Many children with mutated DMD lose their ability to walk by age 13. In the U.S. in 2010, the prevalence of Duchenne’s was estimated to be around 1.4 per 10,000 boys ages 5 to 9 and 1.02 per 10,000 boys ages 5 to 24. The life expectancy for patients with DMD has been extended due to pharmacological treatment and clinical advances in cardiac and respiratory care.

Corticosteroids and angiotensin-converting enzyme (ACE) inhibitors, which help relax blood vessels, are the most frequently used therapies to modify disease progression in DMD patients.

However, the long-term benefits and risks associated with the use of corticosteroids are unclear, and there are no standard guidelines for when to begin treatment. As a result, the long-term effectiveness of corticosteroids according to when treatment was initiated, mainly in early childhood, has not been well studied.

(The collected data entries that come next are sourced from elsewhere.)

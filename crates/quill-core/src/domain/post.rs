use std::fmt;
use std::str::FromStr;

use chrono::{DateTime, Utc};
use serde::{Deserialize, Serialize};
use uuid::Uuid;

use super::Author;
use crate::content::render_body;
use crate::error::DomainError;

/// Publication state of a post. Only `Published` posts are publicly visible.
#[derive(Debug, Clone, Copy, Default, PartialEq, Eq, Hash, Serialize, Deserialize)]
#[serde(rename_all = "lowercase")]
pub enum PostStatus {
    #[default]
    Draft,
    Published,
    Archived,
}

impl PostStatus {
    pub const ALL: [PostStatus; 3] = [Self::Draft, Self::Published, Self::Archived];

    pub fn as_str(&self) -> &'static str {
        match self {
            Self::Draft => "draft",
            Self::Published => "published",
            Self::Archived => "archived",
        }
    }
}

impl fmt::Display for PostStatus {
    fn fmt(&self, f: &mut fmt::Formatter<'_>) -> fmt::Result {
        f.write_str(self.as_str())
    }
}

impl FromStr for PostStatus {
    type Err = DomainError;

    fn from_str(s: &str) -> Result<Self, Self::Err> {
        Self::ALL
            .into_iter()
            .find(|status| status.as_str() == s)
            .ok_or_else(|| DomainError::Validation(format!("unknown post status '{s}'")))
    }
}

/// Post entity - a blog post with its markdown source and rendered HTML.
#[derive(Debug, Clone, PartialEq, Eq, Serialize, Deserialize)]
pub struct Post {
    pub id: Uuid,
    pub author_id: Uuid,
    pub title: String,
    pub slug: String,
    /// Markdown source as written by the author.
    pub body: String,
    /// Sanitized HTML rendered from `body` at the last save.
    pub body_html: String,
    pub status: PostStatus,
    pub published_at: Option<DateTime<Utc>>,
    pub created_at: DateTime<Utc>,
    pub updated_at: DateTime<Utc>,
}

impl Post {
    /// Create a new post, rendering its body.
    pub fn new(
        author_id: Uuid,
        title: String,
        slug: String,
        body: String,
        status: PostStatus,
        now: DateTime<Utc>,
    ) -> Self {
        let mut post = Self {
            id: Uuid::new_v4(),
            author_id,
            title,
            slug,
            body,
            body_html: String::new(),
            status,
            published_at: None,
            created_at: now,
            updated_at: now,
        };
        post.prepare_save(now);
        post
    }

    pub fn is_published(&self) -> bool {
        self.status == PostStatus::Published
    }

    /// Move to a new status. Entering `Published` stamps `published_at`.
    pub fn set_status(&mut self, status: PostStatus, now: DateTime<Utc>) {
        if status == PostStatus::Published && self.status != PostStatus::Published {
            self.published_at = Some(now);
        }
        self.status = status;
    }

    /// Refresh derived fields before persisting.
    pub fn prepare_save(&mut self, now: DateTime<Utc>) {
        self.body_html = render_body(&self.body);
        if self.is_published() && self.published_at.is_none() {
            self.published_at = Some(now);
        }
        self.updated_at = now;
    }
}

/// A post joined with its author, as read back for public display.
#[derive(Debug, Clone, PartialEq, Eq)]
pub struct PostWithAuthor {
    pub post: Post,
    pub author: Author,
}

impl PostWithAuthor {
    pub fn author_name(&self) -> String {
        self.author.display_name()
    }
}

#[cfg(test)]
mod tests {
    use chrono::Duration;

    use super::*;

    fn draft(now: DateTime<Utc>) -> Post {
        Post::new(
            Uuid::new_v4(),
            "Hello".to_string(),
            "hello".to_string(),
            "# Hello\n\n<script>x()</script>".to_string(),
            PostStatus::Draft,
            now,
        )
    }

    #[test]
    fn test_new_post_renders_body() {
        let post = draft(Utc::now());
        assert_eq!(post.body_html.trim_end(), "<h1>Hello</h1>");
        assert!(post.published_at.is_none());
    }

    #[test]
    fn test_new_published_post_is_stamped() {
        let now = Utc::now();
        let post = Post::new(
            Uuid::new_v4(),
            "t".to_string(),
            "t".to_string(),
            String::new(),
            PostStatus::Published,
            now,
        );
        assert_eq!(post.published_at, Some(now));
    }

    #[test]
    fn test_publish_transition_sets_timestamp_once() {
        let created = Utc::now();
        let mut post = draft(created);

        let first = created + Duration::minutes(5);
        post.set_status(PostStatus::Published, first);
        assert_eq!(post.published_at, Some(first));

        post.set_status(PostStatus::Published, first + Duration::minutes(5));
        assert_eq!(post.published_at, Some(first));

        post.set_status(PostStatus::Archived, first + Duration::minutes(10));
        assert_eq!(post.published_at, Some(first));
        assert!(!post.is_published());
    }

    #[test]
    fn test_prepare_save_rerenders_body() {
        let now = Utc::now();
        let mut post = draft(now);
        post.body = "*changed*".to_string();
        let later = now + Duration::seconds(1);
        post.prepare_save(later);
        assert_eq!(post.body_html, "<p><em>changed</em></p>\n");
        assert_eq!(post.updated_at, later);
        assert_eq!(post.created_at, now);
    }

    #[test]
    fn test_status_parse() {
        assert_eq!("published".parse::<PostStatus>().unwrap(), PostStatus::Published);
        assert_eq!(PostStatus::Archived.to_string(), "archived");
        assert!("deleted".parse::<PostStatus>().is_err());
    }
}
//! Author entity for SeaORM.

use sea_orm::Set;
use sea_orm::entity::prelude::*;

#[derive(Clone, Debug, PartialEq, Eq, DeriveEntityModel)]
#[sea_orm(table_name = "authors")]
pub struct Model {
    #[sea_orm(primary_key, auto_increment = false)]
    pub id: Uuid,
    #[sea_orm(unique)]
    pub username: String,
    pub first_name: String,
    pub last_name: String,
    pub email: String,
    pub created_at: DateTimeWithTimeZone,
}

#[derive(Copy, Clone, Debug, EnumIter, DeriveRelation)]
pub enum Relation {
    #[sea_orm(has_many = "super::post::Entity")]
    Post,
}

impl Related<super::post::Entity> for Entity {
    fn to() -> RelationDef {
        Relation::Post.def()
    }
}

impl ActiveModelBehavior for ActiveModel {}

/// Conversion from SeaORM Model to Domain Author.
impl From<Model> for quill_core::domain::Author {
    fn from(model: Model) -> Self {
        Self {
            id: model.id,
            username: model.username,
            first_name: model.first_name,
            last_name: model.last_name,
            email: model.email,
            created_at: model.created_at.into(),
        }
    }
}

/// Conversion from Domain Author to SeaORM ActiveModel.
impl From<quill_core::domain::Author> for ActiveModel {
    fn from(author: quill_core::domain::Author) -> Self {
        Self {
            id: Set(author.id),
            username: Set(author.username),
            first_name: Set(author.first_name),
            last_name: Set(author.last_name),
            email: Set(author.email),
            created_at: Set(author.created_at.into()),
        }
    }
}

To address this issue, the authors analyzed the associations between corticosteroid treatment and timing of treatment initiation and five clinical outcomes — age at loss of ambulation; ages at onset of cardiomyopathy, scoliosis, first fractures, and pulmonary function — among males with DMD from the population-based Muscular Dystrophy Surveillance, Tracking, and Research Network (MD STARnet).

MDSTARnet is a multi-state research network effort originally funded in 2002 by the Centers for Disease Control and Prevention (CDC). There are surveillance sites in Arizona, Colorado, Iowa, western New York state, South Carolina, and the Utah-Nevada region. Georgia recently joined the network.

The population-based surveillance program retrospectively identified and prospectively followed cases of Duchenne and Becker muscular dystrophy (DBMD) patients born from Jan. 1, 1982, to Dec. 31, 2011, who were diagnosed by age 21 and resided in one of the surveillance areas.

The authors analyzed 726 cases from the surveillance sites. Of these cases, 343 (47.3%, 301 definite and 42 probable) cases did not receive any corticosteroid treatment, 67 (9.2%, 66 definite and 1 probable), and 316 (43.5%, 296 definite and 20 probable) started treatment in early and late childhood, respectively.

The authors found that people with Duchenne’s who started corticosteroid treatment early, at the age of 5 or younger, were more likely to have earlier onset of cardiomyopathy (heart disease) and had a higher risk of a fracture compared to those who initiated treatment in late childhood — older than age 5 — or those without any treatment.

The individuals who began treatment earlier also showed overall decreased respiratory function when compared with patients in the late childhood treatment group. For all outcomes examined, the differences observed between the non-treated and late childhood groups were not statistically significant.

The authors acknowledge several limitations to the study. For example, there were no discriminations made between the the early and late childhood treatment groups for data analysis drug type, dosage regimen, and dosing intervals.

“Because corticosteroids remain a treatment of choice for DMD, continued, careful assessments of the timing of initiating of this treatment are needed. Our study can be a valuable reference for these future studies,” the authors concluded.